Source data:
#[cfg(test)]
mod tests {
    use super::*;
    use tokio::sync::mpsc;

    fn correlator() -> (
        Correlator<mpsc::UnboundedSender<Envelope>>,
        mpsc::UnboundedReceiver<Envelope>,
    ) {
        let (tx, rx) = mpsc::unbounded_channel();
        (Correlator::new(tx), rx)
    }

    #[tokio::test]
    async fn test_send_emits_chat_with_fresh_id() {
        let (correlator, mut outbound) = correlator();
        let first = correlator.send("coach", "hi").await.unwrap();
        let second = correlator.send("coach", "hi").await.unwrap();
        assert_ne!(first.request_id(), second.request_id());

        let chat = outbound.recv().await.unwrap();
        assert_eq!(chat.kind(), "chat");
        assert_eq!(chat.request_id(), Some(first.request_id()));
        assert_eq!(correlator.pending_count().await, 2);
    }

    #[tokio::test]
    async fn test_chunks_then_end_prefers_full_content() {
        let (correlator, _outbound) = correlator();
        let handle = correlator.send_with_id("r1", "coach", "hi").await.unwrap();

        for env in [
            Envelope::response_start("coach", "r1"),
            Envelope::response_chunk("coach", "r1", "Hel"),
            Envelope::response_chunk("coach", "r1", "lo"),
        ] {
            assert_eq!(correlator.handle_envelope(&env).await, Disposition::Accepted);
        }
        let end = Envelope::response_end("coach", "r1", "Hello!");
        assert_eq!(correlator.handle_envelope(&end).await, Disposition::Resolved);

        assert_eq!(handle.wait().await.unwrap(), "Hello!");
        assert_eq!(correlator.pending_count().await, 0);
    }

    #[tokio::test]
    async fn test_empty_full_content_falls_back_to_chunks() {
        let (correlator, _outbound) = correlator();
        let handle = correlator.send_with_id("r1", "coach", "hi").await.unwrap();
        correlator.handle_envelope(&Envelope::response_start("coach", "r1")).await;
        correlator.handle_envelope(&Envelope::response_chunk("coach", "r1", "Hel")).await;
        correlator.handle_envelope(&Envelope::response_chunk("coach", "r1", "lo")).await;
        correlator.handle_envelope(&Envelope::response_end("coach", "r1", "")).await;
        assert_eq!(handle.wait().await.unwrap(), "Hello");
    }

    #[tokio::test]
    async fn test_settles_exactly_once() {
        let (correlator, _outbound) = correlator();
        let handle = correlator.send_with_id("r1", "coach", "hi").await.unwrap();
        correlator.handle_envelope(&Envelope::response_start("coach", "r1")).await;
        correlator.handle_envelope(&Envelope::response_end("coach", "r1", "one")).await;

        let again = Envelope::response_end("coach", "r1", "two");
        assert_eq!(correlator.handle_envelope(&again).await, Disposition::Ignored);
        let late_error = Envelope::request_error("r1", "boom");
        assert_eq!(correlator.handle_envelope(&late_error).await, Disposition::Ignored);

        assert_eq!(handle.wait().await.unwrap(), "one");
    }

    #[tokio::test]
    async fn test_error_rejects_with_message() {
        let (correlator, _outbound) = correlator();
        let handle = correlator.send_with_id("r1", "coach", "hi").await.unwrap();
        correlator.handle_envelope(&Envelope::response_start("coach", "r1")).await;
        let disposition = correlator
            .handle_envelope(&Envelope::request_error("r1", "model crashed"))
            .await;
        assert_eq!(disposition, Disposition::Rejected);

        let err = handle.wait().await.unwrap_err();
        assert_eq!(
            err,
            CorrelatorError::Remote {
                request_id: "r1".into(),
                message: "model crashed".into()
            }
        );
        assert!(!err.is_no_response());
    }

    #[tokio::test]
    async fn test_overlapping_requests_resolve_independently() {
        let (correlator, _outbound) = correlator();
        let a = correlator.send_with_id("a", "coach", "one").await.unwrap();
        let b = correlator.send_with_id("b", "coach", "two").await.unwrap();

        for env in [
            Envelope::response_start("coach", "a"),
            Envelope::response_start("coach", "b"),
            Envelope::response_chunk("coach", "b", "B"),
            Envelope::response_chunk("coach", "a", "A"),
            Envelope::response_end("coach", "b", ""),
            Envelope::response_end("coach", "a", ""),
        ] {
            correlator.handle_envelope(&env).await;
        }
        assert_eq!(a.wait().await.unwrap(), "A");
        assert_eq!(b.wait().await.unwrap(), "B");
    }

    #[tokio::test(start_paused = true)]
    async fn test_timeout_then_late_envelopes_are_ignored() {
        let (correlator, _outbound) = correlator();
        let handle = correlator.send_with_id("r2", "coach", "hi").await.unwrap();
        correlator.handle_envelope(&Envelope::response_start("coach", "r2")).await;

        tokio::time::advance(Duration::from_secs(119)).await;
        assert!(correlator.is_pending("r2").await);

        let err = handle.wait().await.unwrap_err();
        assert!(matches!(err, CorrelatorError::Timeout { ref request_id, .. } if request_id == "r2"));
        assert!(err.is_no_response());

        let late = Envelope::response_chunk("coach", "r2", "late");
        assert_eq!(correlator.handle_envelope(&late).await, Disposition::Ignored);
        let late_end = Envelope::response_end("coach", "r2", "late");
        assert_eq!(correlator.handle_envelope(&late_end).await, Disposition::Ignored);
        assert_eq!(correlator.pending_count().await, 0);
    }

    #[tokio::test(start_paused = true)]
    async fn test_resolved_request_is_not_timed_out() {
        let (correlator, _outbound) = correlator();
        let handle = correlator.send_with_id("r1", "coach", "hi").await.unwrap();
        correlator.handle_envelope(&Envelope::response_start("coach", "r1")).await;
        correlator.handle_envelope(&Envelope::response_end("coach", "r1", "done")).await;

        tokio::time::advance(Duration::from_secs(300)).await;
        assert_eq!(handle.wait().await.unwrap(), "done");
    }

    #[tokio::test]
    async fn test_duplicate_request_id_refused() {
        let (correlator, mut outbound) = correlator();
        let _handle = correlator.send_with_id("r1", "coach", "hi").await.unwrap();
        outbound.recv().await.unwrap();

        let err = correlator.send_with_id("r1", "coach", "again").await.unwrap_err();
        assert_eq!(err, CorrelatorError::DuplicateRequestId("r1".into()));
        assert!(outbound.try_recv().is_err());
    }

    #[tokio::test]
    async fn test_out_of_sequence_is_ignored() {
        let (correlator, _outbound) = correlator();
        let _handle = correlator.send_with_id("r1", "coach", "hi").await.unwrap();
        let chunk = Envelope::response_chunk("coach", "r1", "early");
        assert_eq!(correlator.handle_envelope(&chunk).await, Disposition::Ignored);
        assert!(correlator.is_pending("r1").await);
    }

    #[tokio::test]
    async fn test_non_response_envelopes_are_ignored() {
        let (correlator, _outbound) = correlator();
        assert_eq!(
            correlator.handle_envelope(&Envelope::typing(true, None)).await,
            Disposition::Ignored
        );
        assert_eq!(
            correlator
                .handle_envelope(&Envelope::response_start("coach", "never-sent"))
                .await,
            Disposition::Ignored
        );
    }

    #[tokio::test]
    async fn test_fail_all_rejects_everything_pending() {
        let (correlator, _outbound) = correlator();
        let a = correlator.send("coach", "one").await.unwrap();
        let b = correlator.send("coach", "two").await.unwrap();

        assert_eq!(correlator.fail_all("hub unreachable").await, 2);
        assert!(matches!(
            a.wait().await,
            Err(CorrelatorError::ConnectionAbandoned { .. })
        ));
        assert!(b.wait().await.unwrap_err().is_no_response());
        assert_eq!(correlator.fail_all("again").await, 0);
    }

    #[tokio::test]
    async fn test_send_failure_leaves_nothing_pending() {
        let (tx, rx) = mpsc::unbounded_channel();
        drop(rx);
        let correlator = Correlator::new(tx);
        let err = correlator.send("coach", "hi").await.unwrap_err();
        assert!(matches!(err, CorrelatorError::Send(_)));
        assert_eq!(correlator.pending_count().await, 0);
    }
}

» **TASK DETAILS**:
After locating the line holding "async fn test_resolved_request_is_not_timed_out()" above, output exactly that line and every line after it through the line holding "tokio::time::advance(Duration::from_secs(300)).await;". Include nothing else.

» **EXERCISE ANSWER**:
    async fn test_resolved_request_is_not_timed_out() {
        let (correlator, _outbound) = correlator();
        let handle = correlator.send_with_id("r1", "coach", "hi").await.unwrap();
        correlator.handle_envelope(&Envelope::response_start("coach", "r1")).await;
        correlator.handle_envelope(&Envelope::response_end("coach", "r1", "done")).await;

        tokio::time::advance(Duration::from_secs(300)).await;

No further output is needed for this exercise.